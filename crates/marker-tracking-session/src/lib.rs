//! Session controller for marker tracking.
//!
//! The [`SessionController`] gates a [`TrackerRegistry`] behind a permission
//! state machine:
//!
//! ```text
//! Uninitialized --enable--> AwaitingPermission --granted--> Active --stop--> Stopped
//!                                    \--denied--> Disabled
//! ```
//!
//! External collaborators plug in through [`PermissionService`] and
//! [`TrackerBackend`]; their asynchronous completions come back as
//! [`SessionEvent`]s in the controller inbox and are processed by
//! [`SessionController::pump`].
//!
//! [`TrackerRegistry`]: marker_tracking_registry::TrackerRegistry

mod backend;
mod controller;
mod diagnostics;
mod dimmer;
mod error;
mod events;
mod feed;
mod permission;
mod visual_pool;
mod worker;

pub use backend::{FeedBackend, SettingsCompletion, TrackerBackend};
pub use controller::{SessionController, SessionState, DIAGNOSTIC_CAPACITY};
pub use diagnostics::Diagnostic;
pub use dimmer::Dimmer;
pub use error::SessionError;
pub use events::{Capability, InputEvent, PermissionOutcome, SessionEvent, SessionSender};
pub use feed::DetectionFeed;
pub use permission::{DeferredPermission, FixedPermission, PermissionResponder, PermissionService};
pub use visual_pool::{VisualHandle, VisualPool};
pub use worker::{DetectionWorker, DETECTION_REPORT_CAPACITY};

pub use marker_tracking_registry::{DetectionOutcome, IgnoreReason};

□ □ □

INSTRUCTIONS FOR THE TASK:
All that should be returned is the run of lines from the one with "are processed by" to the last line of the material above, copied exactly.

RESPONSE:
//! [`SessionEvent`]s in the controller inbox and are processed by
//! [`SessionController::pump`].
//!
//! [`TrackerRegistry`]: marker_tracking_registry::TrackerRegistry

mod backend;
mod controller;
mod diagnostics;
mod dimmer;
mod error;
mod events;
mod feed;
mod permission;
mod visual_pool;
mod worker;

pub use backend::{FeedBackend, SettingsCompletion, TrackerBackend};
pub use controller::{SessionController, SessionState, DIAGNOSTIC_CAPACITY};
pub use diagnostics::Diagnostic;
pub use dimmer::Dimmer;
pub use error::SessionError;
pub use events::{Capability, InputEvent, PermissionOutcome, SessionEvent, SessionSender};
pub use feed::DetectionFeed;
pub use permission::{DeferredPermission, FixedPermission, PermissionResponder, PermissionService};
pub use visual_pool::{VisualHandle, VisualPool};
pub use worker::{DetectionWorker, DETECTION_REPORT_CAPACITY};

pub use marker_tracking_registry::{DetectionOutcome, IgnoreReason};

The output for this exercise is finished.